## WORK INSTRUCTION:
Show each line from the listing that includes the word "command".

## RECORDS TO USE:
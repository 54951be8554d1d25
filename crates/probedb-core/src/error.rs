//! Core error types.

use thiserror::Error;

/// Instrumentation errors.
///
/// These describe misuse of the metrics core (wiring defects), never the
/// outcome of a backend call. Proxies log and discard them.
#[derive(Debug, Clone, PartialEq, Eq, Error)]
pub enum Error {
    /// The record was already finalized.
    #[error("command record `{name}` already ended")]
    AlreadyEnded {
        /// Name of the offending record.
        name: String,
    },

    /// The record was handed to an aggregate before it ended.
    #[error("command record `{name}` has not ended")]
    NotEnded {
        /// Name of the offending record.
        name: String,
    },

    /// The registry was closed and no longer accepts records.
    #[error("metrics registry is closed")]
    RegistryClosed,
}

/// Result alias for instrumentation operations.
pub type Result<T> = std::result::Result<T, Error>;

## YOUR RESPONSE:
    #[error("command record `{name}` already ended")]
    #[error("command record `{name}` has not ended")]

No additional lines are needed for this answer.